| Given data |

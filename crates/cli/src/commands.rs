use anyhow::Context;
use serde::Serialize;
use std::path::PathBuf;
use std::sync::Arc;

use lead_audit_config::Settings;
use lead_audit_core::{
    AnalysisStats, Classification, CountryRule, Error, PhoneFormatSearchResult, ReportWriter,
};
use lead_audit_llm::{GeminiClient, GeminiConfig};
use lead_audit_persistence::{JsonReportWriter, JsonTableSource};
use lead_audit_rules::{
    BatchProcessor, ClassifierPolicy, CountryRuleRegistry, DynamicRuleResolver, LeadClassifier,
    Narrator, ResolverConfig,
};

#[derive(Serialize)]
struct JsonOut<T: Serialize> {
    ok: bool,
    data: T,
}

fn print_json<T: Serialize>(data: T) -> anyhow::Result<()> {
    println!(
        "{}",
        serde_json::to_string_pretty(&JsonOut { ok: true, data })?
    );
    Ok(())
}

fn find_country(name: &str) -> anyhow::Result<CountryRule> {
    let registry = CountryRuleRegistry::new();
    registry.lookup(name).ok_or_else(|| {
        let known: Vec<&str> = registry.list().iter().map(|r| r.code()).collect();
        anyhow::anyhow!(
            "{}. Supported codes: {}",
            Error::UnknownCountry(name.to_string()),
            known.join(", ")
        )
    })
}

pub fn countries(json: bool) -> anyhow::Result<()> {
    let rules = CountryRuleRegistry::new().list();
    if json {
        return print_json(rules);
    }
    for rule in rules {
        println!(
            "{}\t{}\t{}\t{}",
            rule.code(),
            rule.name(),
            rule.pattern_str(),
            rule.example()
        );
    }
    Ok(())
}

#[derive(Serialize)]
struct ClassifyOut<'a> {
    country: &'a str,
    clean_phone: String,
    #[serde(flatten)]
    classification: Classification,
}

pub fn classify(
    settings: &Settings,
    json: bool,
    country: &str,
    phone: &str,
    notes: &str,
    attempts: u32,
) -> anyhow::Result<()> {
    let rule = find_country(country)?;
    let classifier = LeadClassifier::new(ClassifierPolicy::from(&settings.classifier));
    let classification = classifier.classify(phone, attempts, notes, &rule);

    let out = ClassifyOut {
        country: rule.name(),
        clean_phone: lead_audit_core::normalize_phone(phone),
        classification,
    };

    if json {
        return print_json(out);
    }
    println!(
        "{}\t{}\t{}",
        out.clean_phone,
        out.classification.status.display_label(),
        out.classification.reason
    );
    Ok(())
}

#[derive(Serialize)]
struct AuditOut {
    country: String,
    effective_pattern: String,
    dynamic_rule: bool,
    search_metadata: Option<PhoneFormatSearchResult>,
    stats: AnalysisStats,
    report: PathBuf,
}

pub struct AuditArgs {
    pub country: String,
    pub input: PathBuf,
    pub no_lookup: bool,
    pub no_narrative: bool,
    pub output_dir: Option<PathBuf>,
}

pub async fn audit(mut settings: Settings, json: bool, args: AuditArgs) -> anyhow::Result<()> {
    if args.no_lookup {
        settings.lookup.enabled = false;
    }
    if args.no_narrative {
        settings.narrative.enabled = false;
    }
    if let Some(dir) = &args.output_dir {
        settings.report.output_dir = dir.display().to_string();
    }

    let country = find_country(&args.country)?;

    let client = if settings.lookup.enabled || settings.narrative.enabled {
        Some(Arc::new(GeminiClient::new(GeminiConfig::from_settings(
            &settings,
        ))?))
    } else {
        None
    };

    let resolver = match &client {
        Some(client) if settings.lookup.enabled => DynamicRuleResolver::new(
            client.clone(),
            ResolverConfig::from(&settings.lookup),
        ),
        _ => DynamicRuleResolver::disabled(),
    };
    let narrator = match &client {
        Some(client) if settings.narrative.enabled => {
            Narrator::new(client.clone(), &settings.narrative)
        }
        _ => Narrator::disabled(&settings.narrative),
    };

    let processor = BatchProcessor::new(
        resolver,
        LeadClassifier::new(ClassifierPolicy::from(&settings.classifier)),
    );
    let source = JsonTableSource::new(&args.input);

    let outcome = processor
        .run_from_source(&source, &country)
        .await
        .with_context(|| format!("failed to load {}", args.input.display()))?;

    let narrative = narrator.narrate(&outcome, country.name()).await;

    let writer = JsonReportWriter::from_settings(&settings.report);
    let report = writer
        .write(&outcome.leads, &outcome.stats, &narrative, country.name())
        .await
        .context("failed to write the audit report")?;

    let out = AuditOut {
        country: country.name().to_string(),
        effective_pattern: outcome.effective_rule.pattern_str().to_string(),
        dynamic_rule: outcome.search_metadata.is_some(),
        search_metadata: outcome.search_metadata.clone(),
        stats: outcome.stats,
        report,
    };

    if json {
        return print_json(out);
    }

    let stats = &out.stats;
    println!("País:          {}", out.country);
    println!(
        "Regla:         {}{}",
        out.effective_pattern,
        if out.dynamic_rule {
            " (validada vía búsqueda web)"
        } else {
            ""
        }
    );
    println!("Total:         {}", stats.total);
    println!(
        "Recuperables:  {} ({:.1}%)",
        stats.recoverable_count,
        stats.share(stats.recoverable_count)
    );
    println!(
        "Inválidos:     {} ({:.1}%)",
        stats.invalid_count,
        stats.share(stats.invalid_count)
    );
    println!(
        "Especiales:    {} ({:.1}%)",
        stats.special_count,
        stats.share(stats.special_count)
    );
    if let Some(meta) = &out.search_metadata {
        for source in &meta.sources {
            println!("Fuente:        {} <{}>", source.title, source.uri);
        }
    }
    println!("Reporte:       {}", out.report.display());
    Ok(())
}
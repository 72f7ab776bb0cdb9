//! Layered runtime settings
//!
//! Sources, lowest priority first:
//! 1. Built-in defaults (see `constants`)
//! 2. Optional settings file (toml, yaml or json, picked by extension)
//! 3. `LEAD_AUDIT__SECTION__KEY` environment variables

use config::{Config, Environment, File};
use serde::{Deserialize, Serialize};
use std::path::Path;
use std::time::Duration;
use thiserror::Error;

use crate::constants::{classification, endpoints, lookup, narrative, report, timeouts};
use crate::keywords::KeywordTables;

/// Environment variable prefix
pub const ENV_PREFIX: &str = "LEAD_AUDIT";

/// Configuration errors
#[derive(Error, Debug)]
pub enum ConfigError {
    #[error("Failed to load settings: {0}")]
    Load(#[from] config::ConfigError),

    #[error("Invalid settings: {0}")]
    Invalid(String),
}

/// Top-level settings
#[derive(Debug, Clone, Default, PartialEq, Serialize, Deserialize)]
#[serde(default)]
pub struct Settings {
    pub lookup: LookupSettings,
    pub classifier: ClassifierSettings,
    pub narrative: NarrativeSettings,
    pub report: ReportSettings,
    pub logging: LoggingSettings,
}

/// Dynamic rule lookup service
#[derive(Debug, Clone, PartialEq, Serialize, Deserialize)]
#[serde(default)]
pub struct LookupSettings {
    /// When false the static rule is always used
    pub enabled: bool,
    pub endpoint: String,
    pub model: String,
    /// Name of the environment variable holding the API key
    pub api_key_env: String,
    pub timeout_ms: u64,
    pub temperature: f32,
    pub max_sources: usize,
}

impl Default for LookupSettings {
    fn default() -> Self {
        Self {
            enabled: true,
            endpoint: endpoints::GEMINI_DEFAULT.to_string(),
            model: endpoints::GEMINI_MODEL.to_string(),
            api_key_env: endpoints::API_KEY_ENV.to_string(),
            timeout_ms: timeouts::LOOKUP_MS,
            temperature: lookup::TEMPERATURE,
            max_sources: lookup::MAX_SOURCES,
        }
    }
}

impl LookupSettings {
    pub fn timeout(&self) -> Duration {
        Duration::from_millis(self.timeout_ms)
    }

    /// API key from the configured environment variable, if set and non-empty
    pub fn api_key(&self) -> Option<String> {
        std::env::var(&self.api_key_env)
            .ok()
            .filter(|k| !k.trim().is_empty())
    }
}

/// Decision procedure heuristics
#[derive(Debug, Clone, PartialEq, Serialize, Deserialize)]
#[serde(default)]
pub struct ClassifierSettings {
    pub fatigue_threshold: u32,
    pub keywords: KeywordTables,
}

impl Default for ClassifierSettings {
    fn default() -> Self {
        Self {
            fatigue_threshold: classification::FATIGUE_ATTEMPTS_THRESHOLD,
            keywords: KeywordTables::v1(),
        }
    }
}

/// Executive narrative
#[derive(Debug, Clone, PartialEq, Serialize, Deserialize)]
#[serde(default)]
pub struct NarrativeSettings {
    pub enabled: bool,
    pub model: String,
    pub sample_limit: usize,
    pub timeout_ms: u64,
    pub fallback_text: String,
}

impl Default for NarrativeSettings {
    fn default() -> Self {
        Self {
            enabled: true,
            model: endpoints::GEMINI_MODEL.to_string(),
            sample_limit: narrative::SAMPLE_LIMIT,
            timeout_ms: timeouts::NARRATIVE_MS,
            fallback_text: narrative::FALLBACK_TEXT.to_string(),
        }
    }
}

impl NarrativeSettings {
    pub fn timeout(&self) -> Duration {
        Duration::from_millis(self.timeout_ms)
    }
}

/// Report output
#[derive(Debug, Clone, PartialEq, Serialize, Deserialize)]
#[serde(default)]
pub struct ReportSettings {
    pub output_dir: String,
    pub file_prefix: String,
}

impl Default for ReportSettings {
    fn default() -> Self {
        Self {
            output_dir: report::OUTPUT_DIR.to_string(),
            file_prefix: report::FILE_PREFIX.to_string(),
        }
    }
}

/// Log output
#[derive(Debug, Clone, PartialEq, Serialize, Deserialize)]
#[serde(default)]
pub struct LoggingSettings {
    /// Default filter directive, overridden by `RUST_LOG`
    pub level: String,
    pub json: bool,
}

impl Default for LoggingSettings {
    fn default() -> Self {
        Self {
            level: "info".to_string(),
            json: false,
        }
    }
}

impl Settings {
    /// Reject values that would make the engine misbehave
    pub fn validate(&self) -> Result<(), ConfigError> {
        if self.classifier.fatigue_threshold == 0 {
            return Err(ConfigError::Invalid(
                "classifier.fatigue_threshold must be at least 1".to_string(),
            ));
        }
        if self.lookup.timeout_ms == 0 {
            return Err(ConfigError::Invalid(
                "lookup.timeout_ms must be positive".to_string(),
            ));
        }
        if self.lookup.max_sources > lookup::MAX_SOURCES {
            return Err(ConfigError::Invalid(format!(
                "lookup.max_sources must not exceed {}",
                lookup::MAX_SOURCES
            )));
        }
        if self.narrative.sample_limit == 0 || self.narrative.sample_limit > narrative::SAMPLE_LIMIT
        {
            return Err(ConfigError::Invalid(format!(
                "narrative.sample_limit must be between 1 and {}",
                narrative::SAMPLE_LIMIT
            )));
        }
        Ok(())
    }
}

/// Load settings from defaults, an optional file and the environment
pub fn load_settings(path: Option<&Path>) -> Result<Settings, ConfigError> {
    let mut builder = Config::builder();

    if let Some(path) = path {
        tracing::debug!(path = %path.display(), "Loading settings file");
        builder = builder.add_source(File::from(path).required(true));
    }

    builder = builder.add_source(
        Environment::with_prefix(ENV_PREFIX)
            .separator("__")
            .try_parsing(true),
    );

    let mut settings: Settings = builder.build()?.try_deserialize()?;
    settings.classifier.keywords = settings.classifier.keywords.normalized();
    settings.validate()?;

    Ok(settings)
}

| Work to be completed |
Your answer should consist of the count of lines in the listing that hold the word "notes", with nothing else.

| Result for this exercise |
2